/// Unphased diploid genotype as a pair of allele indices into REF + ALT.
///
/// A slot is `None` when the corresponding observed call matched neither
/// probe allele.
#[derive(Debug, Clone, Copy, Default, PartialEq, Eq)]
pub struct Genotype(pub [Option<u8>; 2]);

impl Genotype {
    #[must_use]
    pub fn new(first: Option<u8>, second: Option<u8>) -> Self {
        Self([first, second])
    }
}

impl std::fmt::Display for Genotype {
    fn fmt(&self, f: &mut std::fmt::Formatter<'_>) -> std::fmt::Result {
        for (i, slot) in self.0.iter().enumerate() {
            if i > 0 {
                write!(f, "/")?;
            }
            match slot {
                Some(index) => write!(f, "{index}")?,
                None => write!(f, ".")?,
            }
        }
        Ok(())
    }
}

/// Per-sample FORMAT block
#[derive(Debug, Clone, PartialEq)]
pub struct SampleCall {
    pub genotype: Genotype,
    pub b_allele_freq: f64,
    pub log_r_ratio: f64,
}

/// One assembled variant row
#[derive(Debug, Clone, PartialEq)]
pub struct OutputRecord {
    /// CHROM column, `chr`-prefixed
    pub chromosome: String,

    /// 1-based position
    pub position: u64,

    /// Probe name
    pub id: String,

    /// Reference base at `position`
    pub reference: String,

    /// Ordered ALT alleles
    pub alternates: Vec<String>,

    /// Index of the probe A allele in REF + ALT
    pub allele_a_index: u8,

    /// Index of the probe B allele in REF + ALT
    pub allele_b_index: u8,

    /// G/C fraction of the probe context
    pub gc: f64,

    /// One block per sample, in sample order
    pub samples: Vec<SampleCall>,
}
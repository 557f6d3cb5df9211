//! Strand resolution: decide whether a probe's allele codes must be
//! reverse-complemented to read on the reference-forward strand.
//!
//! The manifest's flanking context is compared with the reference around the
//! probe position:
//!
//! 1. **Direct match**: either flank is within `forward_max_distance` edits of
//!    the reference flank on the same side. The probe reads forward when the
//!    manifest strand is TOP, so a BOT probe is flipped.
//! 2. **Reverse match**: the reverse complement of a reference flank matches
//!    the opposite manifest flank within `anchor_max_distance` edits, compared
//!    only over an `anchor_len` window next to the variant. An off-center probe
//!    has flanks of unequal length once flipped, so the full flanks cannot be
//!    compared. A TOP probe is flipped.
//! 3. Otherwise the orientation is unresolved; no flip is applied.

use tracing::warn;

use crate::core::manifest::ManifestRecord;
use crate::core::sequence::{levenshtein, prefix, reverse_complement, suffix};
use crate::parsing::reference::{ReferenceAccessor, ReferenceError};

/// Edit-distance thresholds for context matching
#[derive(Debug, Clone, Copy, PartialEq, Eq)]
pub struct StrandThresholds {
    /// Largest distance accepted for a full-flank direct match
    pub forward_max_distance: usize,
    /// Number of bases next to the variant compared for a reverse match
    pub anchor_len: usize,
    /// Largest distance accepted over the anchor window
    pub anchor_max_distance: usize,
}

impl Default for StrandThresholds {
    fn default() -> Self {
        Self {
            forward_max_distance: 5,
            anchor_len: 5,
            anchor_max_distance: 1,
        }
    }
}

/// Reference bases immediately before and after a probe position
#[derive(Debug, Clone, Default, PartialEq, Eq)]
pub struct ReferenceContext {
    pub before: String,
    pub after: String,
}

/// Which comparison corroborated the manifest strand
#[derive(Debug, Clone, Copy, PartialEq, Eq)]
pub enum ContextMatch {
    Direct,
    Reverse,
    Unresolved,
}

/// Per-probe orientation decision
#[derive(Debug, Clone, Copy, PartialEq, Eq)]
pub struct ResolvedOrientation {
    /// Probe allele codes must be reverse-complemented
    pub needs_flip: bool,
    pub evidence: ContextMatch,
}

impl ResolvedOrientation {
    #[must_use]
    pub fn is_resolved(&self) -> bool {
        self.evidence != ContextMatch::Unresolved
    }

    /// Apply the decision to an allele code
    #[must_use]
    pub fn orient(&self, allele: &str) -> String {
        if self.needs_flip {
            reverse_complement(allele)
        } else {
            allele.to_string()
        }
    }
}

/// Decide orientation from an already-fetched reference context
#[must_use]
pub fn resolve_with_context(
    manifest: &ManifestRecord,
    context: &ReferenceContext,
    thresholds: &StrandThresholds,
) -> ResolvedOrientation {
    let direct = levenshtein(&context.before, &manifest.seq_before)
        <= thresholds.forward_max_distance
        || levenshtein(&context.after, &manifest.seq_after) <= thresholds.forward_max_distance;
    if direct {
        return ResolvedOrientation {
            needs_flip: !manifest.strand.is_top(),
            evidence: ContextMatch::Direct,
        };
    }

    let n = thresholds.anchor_len;
    let before_rc = reverse_complement(&context.before);
    let after_rc = reverse_complement(&context.after);
    let reverse = levenshtein(prefix(&before_rc, n), prefix(&manifest.seq_after, n))
        <= thresholds.anchor_max_distance
        || levenshtein(suffix(&after_rc, n), suffix(&manifest.seq_before, n))
            <= thresholds.anchor_max_distance;
    if reverse {
        return ResolvedOrientation {
            needs_flip: manifest.strand.is_top(),
            evidence: ContextMatch::Reverse,
        };
    }

    ResolvedOrientation {
        needs_flip: false,
        evidence: ContextMatch::Unresolved,
    }
}

/// Strand resolver bound to a reference
pub struct StrandResolver<'a> {
    reference: &'a dyn ReferenceAccessor,
    thresholds: StrandThresholds,
    suppress_warnings: bool,
}

impl<'a> StrandResolver<'a> {
    pub fn new(
        reference: &'a dyn ReferenceAccessor,
        thresholds: StrandThresholds,
        suppress_warnings: bool,
    ) -> Self {
        Self {
            reference,
            thresholds,
            suppress_warnings,
        }
    }

    #[must_use]
    pub fn reference(&self) -> &'a dyn ReferenceAccessor {
        self.reference
    }

    /// Fetch the reference flanks matching the manifest's declared context
    /// lengths, clamped to the contig
    ///
    /// # Errors
    ///
    /// Returns `ReferenceError::UnknownContig` if the contig is missing, or
    /// `ReferenceError::OutOfBounds` if the position lies beyond it.
    pub fn fetch_context(
        &self,
        contig: &str,
        manifest: &ManifestRecord,
    ) -> Result<ReferenceContext, ReferenceError> {
        let length = self
            .reference
            .contig_length(contig)
            .ok_or_else(|| ReferenceError::UnknownContig(contig.to_string()))?;
        let (before_len, after_len) = manifest.context_lengths();

        // 0-based offset of the variant base
        let variant = manifest.position.saturating_sub(1);
        let before_start = variant.saturating_sub(before_len as u64);
        let after_start = (variant + 1).min(length);
        let after_end = (variant + 1 + after_len as u64).min(length);

        Ok(ReferenceContext {
            before: self.reference.fetch(contig, before_start, variant.min(length))?,
            after: self.reference.fetch(contig, after_start, after_end)?,
        })
    }

    /// Resolve one probe against the reference; logs when the context does
    /// not corroborate either strand
    ///
    /// # Errors
    ///
    /// Returns a `ReferenceError` if the context cannot be fetched.
    pub fn resolve(
        &self,
        contig: &str,
        manifest: &ManifestRecord,
    ) -> Result<ResolvedOrientation, ReferenceError> {
        let context = self.fetch_context(contig, manifest)?;
        let orientation = resolve_with_context(manifest, &context, &self.thresholds);

        if !orientation.is_resolved() && !self.suppress_warnings {
            warn!(
                probe = %manifest.name,
                chrom = %manifest.chromosome,
                pos = manifest.position,
                reference = %format!("{}+{}", context.before, context.after),
                manifest = %format!("{}+{}", manifest.seq_before, manifest.seq_after),
                "Context sequences did not match reference, assuming no flip"
            );
        }
        Ok(orientation)
    }
}
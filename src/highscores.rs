//! High score leaderboard
//!
//! Plain descending list of final session scores, capped at
//! [`MAX_LEADERBOARD_LEN`]. Duplicates are kept.

use serde::{Deserialize, Serialize};

pub use crate::consts::MAX_LEADERBOARD_LEN;

/// High score leaderboard (sorted descending)
#[derive(Debug, Clone, PartialEq, Eq, Serialize, Deserialize, Default)]
#[serde(transparent)]
pub struct Leaderboard {
    scores: Vec<u64>,
}

impl Leaderboard {
    /// Create empty leaderboard
    pub fn new() -> Self {
        Self { scores: Vec::new() }
    }

    /// Build from stored scores in any order
    pub fn from_scores(mut scores: Vec<u64>) -> Self {
        scores.sort_unstable_by(|a, b| b.cmp(a));
        scores.truncate(MAX_LEADERBOARD_LEN);
        Self { scores }
    }

    /// Insert a final score, keeping the list sorted and capped.
    /// Returns the rank achieved (1-indexed) or None if it fell off the end.
    pub fn record(&mut self, score: u64) -> Option<usize> {
        // Equal scores keep their earlier entries ahead
        let pos = self
            .scores
            .iter()
            .position(|&s| score > s)
            .unwrap_or(self.scores.len());
        self.scores.insert(pos, score);
        self.scores.truncate(MAX_LEADERBOARD_LEN);
        (pos < MAX_LEADERBOARD_LEN).then_some(pos + 1)
    }

    pub fn scores(&self) -> &[u64] {
        &self.scores
    }

    pub fn len(&self) -> usize {
        self.scores.len()
    }

    pub fn is_empty(&self) -> bool {
        self.scores.is_empty()
    }

    /// (rank, score) rows for display, rank starting at 1
    pub fn rows(&self) -> impl Iterator<Item = (usize, u64)> + '_ {
        self.scores.iter().enumerate().map(|(i, &s)| (i + 1, s))
    }
}

#[cfg(test)]
mod tests {
    use super::*;

    #[test]
    fn test_record_duplicate() {
        let mut board = Leaderboard::from_scores(vec![100, 80, 50]);
        assert_eq!(board.record(50), Some(4));
        assert_eq!(board.scores(), &[100, 80, 50, 50]);
    }

    #[test]
    fn test_record_new_top() {
        let mut board = Leaderboard::from_scores(vec![100, 80, 50]);
        assert_eq!(board.record(150), Some(1));
        assert_eq!(board.scores(), &[150, 100, 80, 50]);
        assert_eq!(board.rows().next(), Some((1, 150)));
    }

    #[test]
    fn test_capacity() {
        let mut board = Leaderboard::new();
        for score in 1..=MAX_LEADERBOARD_LEN as u64 {
            board.record(score);
        }
        assert_eq!(board.len(), MAX_LEADERBOARD_LEN);

        // Too low to stay
        assert_eq!(board.record(0), None);
        assert_eq!(board.len(), MAX_LEADERBOARD_LEN);
        assert_eq!(*board.scores().last().unwrap(), 1);

        // Pushes the lowest out
        assert_eq!(board.record(1000), Some(1));
        assert_eq!(board.len(), MAX_LEADERBOARD_LEN);
        assert_eq!(*board.scores().last().unwrap(), 2);
    }

    #[test]
    fn test_zero_score_is_recorded() {
        let mut board = Leaderboard::new();
        assert_eq!(board.record(0), Some(1));
        assert_eq!(board.scores(), &[0]);
    }

    #[test]
    fn test_rows_are_ranked() {
        let board = Leaderboard::from_scores(vec![5, 10]);
        let rows: Vec<_> = board.rows().collect();
        assert_eq!(rows, vec![(1, 10), (2, 5)]);
    }
}
//! Square Dodge - A dodge-the-squares arcade game
//!
//! Core modules:
//! - `sim`: Deterministic simulation (spawning, motion, collisions, difficulty)
//! - `game`: Per-frame orchestration (render, tick, score records)
//! - `renderer`: 2D canvas draw calls
//! - `platform`: Browser/native platform abstraction
//! - `persistence`: Key-value storage for scores and settings
//! - `tuning`: Data-driven game balance

pub mod game;
pub mod highscores;
pub mod persistence;
pub mod platform;
pub mod renderer;
pub mod settings;
pub mod sim;
pub mod tuning;
#[cfg(target_arch = "wasm32")]
pub mod ui;

pub use game::{FrameOutcome, Game};
pub use highscores::Leaderboard;
pub use settings::Settings;
pub use tuning::Tuning;

/// Game configuration constants
pub mod consts {
    /// Reference play field size; the canvas keeps this aspect ratio
    pub const FIELD_WIDTH: f32 = 800.0;
    pub const FIELD_HEIGHT: f32 = 600.0;

    /// Entity hitbox edge lengths
    pub const PLAYER_SIZE: f32 = 20.0;
    pub const ENEMY_SIZE: f32 = 20.0;

    /// Enemy speed = BASE + difficulty * PER_DIFFICULTY
    pub const ENEMY_BASE_SPEED: f32 = 1.0;
    pub const ENEMY_SPEED_PER_DIFFICULTY: f32 = 0.5;

    /// Difficulty at session start and added per survived tick
    pub const INITIAL_DIFFICULTY: f32 = 1.0;
    pub const DIFFICULTY_STEP: f32 = 0.001;

    /// Spawn interval (ms) = max(MIN, BASE - difficulty * PER_DIFFICULTY)
    pub const SPAWN_INTERVAL_BASE: f64 = 1000.0;
    pub const SPAWN_INTERVAL_PER_DIFFICULTY: f64 = 100.0;
    pub const SPAWN_INTERVAL_MIN: f64 = 200.0;

    /// Leaderboard capacity
    pub const MAX_LEADERBOARD_LEN: usize = 100;

    /// Storage keys
    pub const HIGH_SCORE_KEY: &str = "highScore";
    pub const LEADERBOARD_KEY: &str = "leaderboard";
    pub const SETTINGS_KEY: &str = "squareDodgeSettings";
}
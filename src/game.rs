//! Frame orchestration
//!
//! One call to [`Game::frame`] per display refresh: apply the latest pointer,
//! draw the current state, run one simulation tick, then settle score records. A game over is
//! recorded and the session is reset within the same frame.

use glam::Vec2;

use crate::highscores::Leaderboard;
use crate::persistence::{self, KeyValueStore};
use crate::renderer::{DrawTarget, draw_frame};
use crate::settings::{Palette, Settings};
use crate::sim::{Field, SessionState, TickInput, TickOutcome, apply_input, tick};
use crate::tuning::Tuning;

/// Result of one frame, for the HUD and game-over notice
#[derive(Debug, Clone, Copy, PartialEq, Eq)]
pub enum FrameOutcome {
    /// Player survived the tick
    Running { score: u64, high_score: u64 },
    /// Player was hit; the score is on the leaderboard and a new session
    /// has already started
    GameOver { score: u64, rank: Option<usize> },
}

/// Game instance holding session state and score records
pub struct Game<S: KeyValueStore> {
    pub state: SessionState,
    /// Pending input for the next tick
    pub input: TickInput,
    pub settings: Settings,
    high_score: u64,
    leaderboard: Leaderboard,
    store: S,
}

impl<S: KeyValueStore> Game<S> {
    /// Start a game, reading records and settings from `store`
    pub fn new(seed: u64, field: Field, tuning: Tuning, store: S) -> Self {
        let high_score = persistence::read_high_score(&store);
        let leaderboard = persistence::read_leaderboard(&store);
        let settings = Settings::load(&store);
        log::info!(
            "Game initialized with seed {} (best {}, {} leaderboard entries)",
            seed,
            high_score,
            leaderboard.len()
        );
        Self {
            state: SessionState::new(seed, field, tuning),
            input: TickInput::default(),
            settings,
            high_score,
            leaderboard,
            store,
        }
    }

    /// Record the latest pointer position; applied at the start of the next frame
    pub fn set_pointer(&mut self, pos: Vec2) {
        self.input.pointer = Some(pos);
    }

    /// Adopt a resized play field
    pub fn resize(&mut self, field: Field) {
        self.state.resize(field);
    }

    /// Switch to the next color palette and persist the choice
    pub fn cycle_palette(&mut self) -> Palette {
        self.settings.palette = self.settings.palette.next();
        self.settings.save(&mut self.store);
        log::info!("Palette: {}", self.settings.palette.as_str());
        self.settings.palette
    }

    /// Run one frame at timestamp `now` (ms)
    pub fn frame(&mut self, now: f64, target: &mut impl DrawTarget) -> FrameOutcome {
        // Draw and collide against the same player position
        apply_input(&mut self.state, &self.input);
        draw_frame(target, &self.state, &self.settings);

        match tick(&mut self.state, &self.input, now) {
            TickOutcome::Survived { score } => {
                if score > self.high_score {
                    self.high_score = score;
                    persistence::write_high_score(&mut self.store, score);
                }
                FrameOutcome::Running {
                    score,
                    high_score: self.high_score,
                }
            }
            TickOutcome::GameOver { score } => {
                let rank = self.leaderboard.record(score);
                persistence::write_leaderboard(&mut self.store, &self.leaderboard);

                self.state.reset();
                // A stale pointer would undo the re-centering
                self.input = TickInput::default();
                log::info!("New session started");

                FrameOutcome::GameOver { score, rank }
            }
        }
    }

    pub fn high_score(&self) -> u64 {
        self.high_score
    }

    pub fn leaderboard(&self) -> &Leaderboard {
        &self.leaderboard
    }
}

- Goal of the exercise:
Each line from the first line of the entries up to and including the line containing "impl std::fmt::Display for" should be transcribed exactly, with all other lines left out.

- Result:
/// Unphased diploid genotype as a pair of allele indices into REF + ALT.
///
/// A slot is `None` when the corresponding observed call matched neither
/// probe allele.
#[derive(Debug, Clone, Copy, Default, PartialEq, Eq)]
pub struct Genotype(pub [Option<u8>; 2]);

impl Genotype {
    #[must_use]
    pub fn new(first: Option<u8>, second: Option<u8>) -> Self {
        Self([first, second])
    }
}

impl std::fmt::Display for Genotype {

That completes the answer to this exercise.